-- Available data follows --

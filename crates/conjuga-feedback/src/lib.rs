//! # conjuga-feedback
//!
//! [`IFeedbackGateway`](conjuga_core::traits::IFeedbackGateway) over a
//! Gemini-compatible `generateContent` endpoint.
//!
//! The gateway makes one bounded request per critique and never retries.
//! Upstream output is parsed leniently: strict JSON first, then the
//! outermost JSON span found in the text.

pub mod client;
pub mod parse;
pub mod prompt;
mod wire;

pub use client::{GeminiConfig, GeminiGateway};
pub use parse::{parse_critique, parse_generate_response};
pub use prompt::build_prompt;
use serde::{Deserialize, Serialize};

use super::defaults;

/// Selection and remediation knobs.
#[derive(Debug, Clone, Serialize, Deserialize)]
#[serde(default)]
pub struct SessionConfig {
    /// Drills per batch.
    pub batch_size: usize,
    /// Batch slots drawn from the primary pool first.
    pub primary_target: usize,
    /// Errors routed to sentence production; the rest go to word drills.
    pub sentence_practice_limit: usize,
    /// Sessions idle longer than this are dropped by cleanup.
    pub inactivity_timeout_secs: u64,
    /// Fixed shuffle seed. `None` seeds from the OS.
    pub shuffle_seed: Option<u64>,
}

impl Default for SessionConfig {
    fn default() -> Self {
        Self {
            batch_size: defaults::DEFAULT_BATCH_SIZE,
            primary_target: defaults::DEFAULT_PRIMARY_TARGET,
            sentence_practice_limit: defaults::DEFAULT_SENTENCE_PRACTICE_LIMIT,
            inactivity_timeout_secs: defaults::DEFAULT_INACTIVITY_TIMEOUT_SECS,
            shuffle_seed: None,
        }
    }
}
/// Feedback-gateway errors. Surfaced as an absent critique, never thrown
/// past the gateway boundary.
#[derive(Debug, Clone, PartialEq, Eq, thiserror::Error)]
pub enum GatewayError {
    #[error("gateway not configured: {reason}")]
    NotConfigured { reason: String },

    #[error("upstream unavailable: {reason}")]
    Unavailable { reason: String },

    #[error("rate limited by upstream (retry after {retry_after_secs:?}s)")]
    RateLimited { retry_after_secs: Option<u64> },

    #[error("malformed upstream response: {reason}")]
    MalformedResponse { reason: String },
}
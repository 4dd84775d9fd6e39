//! GeminiGateway: blocking HTTP client for critiques.

use std::time::Duration;

use conjuga_core::config::FeedbackConfig;
use conjuga_core::errors::GatewayError;
use conjuga_core::models::Critique;
use conjuga_core::traits::IFeedbackGateway;

use crate::parse::parse_generate_response;
use crate::prompt::build_prompt;
use crate::wire::GenerateRequest;

/// Resolved connection settings. The API key is read once at construction.
#[derive(Debug, Clone)]
pub struct GeminiConfig {
    pub base_url: String,
    pub model: String,
    pub api_key: String,
    pub timeout: Duration,
}

impl GeminiConfig {
    /// Resolve `config`, reading the key from its environment variable.
    pub fn from_feedback_config(config: &FeedbackConfig) -> Result<Self, GatewayError> {
        let api_key = std::env::var(&config.api_key_env)
            .ok()
            .filter(|k| !k.trim().is_empty())
            .ok_or_else(|| GatewayError::NotConfigured {
                reason: format!("environment variable {} is not set", config.api_key_env),
            })?;
        Ok(Self::with_api_key(config, api_key))
    }

    pub fn with_api_key(config: &FeedbackConfig, api_key: impl Into<String>) -> Self {
        Self {
            base_url: config.base_url.trim_end_matches('/').to_string(),
            model: config.model.clone(),
            api_key: api_key.into(),
            timeout: Duration::from_secs(config.timeout_secs),
        }
    }

    fn endpoint(&self) -> String {
        format!(
            "{}/v1beta/models/{}:generateContent",
            self.base_url, self.model
        )
    }
}

fn unavailable(reason: String) -> GatewayError {
    GatewayError::Unavailable { reason }
}

/// Map a non-success HTTP status to a gateway error.
pub fn status_error(status: u16, retry_after: Option<&str>, body: &str) -> GatewayError {
    match status {
        429 => GatewayError::RateLimited {
            retry_after_secs: retry_after.and_then(|v| v.trim().parse().ok()),
        },
        401 | 403 => GatewayError::NotConfigured {
            reason: format!("HTTP {status}: API key rejected"),
        },
        _ => unavailable(format!("HTTP {status}: {}", body.chars().take(200).collect::<String>())),
    }
}

#[derive(Debug)]
pub struct GeminiGateway {
    config: GeminiConfig,
    client: reqwest::blocking::Client,
}

impl GeminiGateway {
    pub fn new(config: GeminiConfig) -> Result<Self, GatewayError> {
        let client = reqwest::blocking::Client::builder()
            .timeout(config.timeout)
            .gzip(true)
            .build()
            .map_err(|e| unavailable(e.to_string()))?;
        Ok(Self { config, client })
    }

    pub fn from_feedback_config(config: &FeedbackConfig) -> Result<Self, GatewayError> {
        Self::new(GeminiConfig::from_feedback_config(config)?)
    }

    pub fn config(&self) -> &GeminiConfig {
        &self.config
    }
}

impl IFeedbackGateway for GeminiGateway {
    fn critique(&self, sentence: &str, target_form: &str) -> Result<Critique, GatewayError> {
        let prompt = build_prompt(sentence, target_form);
        let request = GenerateRequest::json_prompt(&prompt);

        tracing::debug!(model = %self.config.model, "requesting sentence critique");
        let response = self
            .client
            .post(self.config.endpoint())
            .header("x-goog-api-key", &self.config.api_key)
            .json(&request)
            .send()
            .map_err(|e| unavailable(e.to_string()))?;

        let status = response.status();
        let retry_after = response
            .headers()
            .get(reqwest::header::RETRY_AFTER)
            .and_then(|v| v.to_str().ok())
            .map(str::to_string);
        let body = response.text().map_err(|e| unavailable(e.to_string()))?;

        if !status.is_success() {
            let err = status_error(status.as_u16(), retry_after.as_deref(), &body);
            tracing::warn!(status = status.as_u16(), error = %err, "critique request failed");
            return Err(err);
        }

        parse_generate_response(&body)
    }
}
//! Request and response bodies of the `generateContent` call.

use serde::{Deserialize, Serialize};

#[derive(Debug, Serialize)]
#[serde(rename_all = "camelCase")]
pub(crate) struct GenerateRequest<'a> {
    pub contents: Vec<Content<'a>>,
    pub generation_config: GenerationConfig,
}

#[derive(Debug, Serialize)]
pub(crate) struct Content<'a> {
    pub parts: Vec<Part<'a>>,
}

#[derive(Debug, Serialize)]
pub(crate) struct Part<'a> {
    pub text: &'a str,
}

#[derive(Debug, Serialize)]
#[serde(rename_all = "camelCase")]
pub(crate) struct GenerationConfig {
    pub response_mime_type: &'static str,
}

impl<'a> GenerateRequest<'a> {
    pub fn json_prompt(prompt: &'a str) -> Self {
        Self {
            contents: vec![Content {
                parts: vec![Part { text: prompt }],
            }],
            generation_config: GenerationConfig {
                response_mime_type: "application/json",
            },
        }
    }
}

#[derive(Debug, Default, Deserialize)]
#[serde(default)]
pub(crate) struct GenerateResponse {
    pub candidates: Vec<Candidate>,
}

#[derive(Debug, Default, Deserialize)]
#[serde(default)]
pub(crate) struct Candidate {
    pub content: CandidateContent,
}

#[derive(Debug, Default, Deserialize)]
#[serde(default)]
pub(crate) struct CandidateContent {
    pub parts: Vec<CandidatePart>,
}

#[derive(Debug, Default, Deserialize)]
#[serde(default)]
pub(crate) struct CandidatePart {
    pub text: String,
}

/// One evaluated sentence as the tutor prompt asks for it.
#[derive(Debug, Default, Deserialize)]
#[serde(default)]
pub(crate) struct SentenceFeedback {
    pub is_portuguese: bool,
    pub feedback: Option<FeedbackDetail>,
    pub overall_comment: Option<String>,
}

#[derive(Debug, Default, Deserialize)]
#[serde(default)]
pub(crate) struct FeedbackDetail {
    pub grammar_analysis: String,
    pub spelling_errors: Vec<SpellingEntry>,
    pub naturalness_evaluation: String,
    pub suggestions: Vec<String>,
}

#[derive(Debug, Default, Deserialize)]
#[serde(default)]
pub(crate) struct SpellingEntry {
    pub error: String,
    pub correction: String,
}
use crate::errors::GatewayError;
use crate::models::Critique;

/// Opaque qualitative-feedback service for produced sentences.
///
/// Never consulted for pass/fail decisions.
pub trait IFeedbackGateway: Send + Sync {
    fn critique(&self, sentence: &str, target_form: &str) -> Result<Critique, GatewayError>;
}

-- Available data concluded --

Task to complete: Repeat exactly the lines of the material above, taking the first line, the line with "in the text.", and every line between them.

Response area:
filename crates/conjuga-feedback/src/lib.rs
//! # conjuga-feedback
//!
//! [`IFeedbackGateway`](conjuga_core::traits::IFeedbackGateway) over a
//! Gemini-compatible `generateContent` endpoint.
//!
//! The gateway makes one bounded request per critique and never retries.
//! Upstream output is parsed leniently: strict JSON first, then the
//! outermost JSON span found in the text.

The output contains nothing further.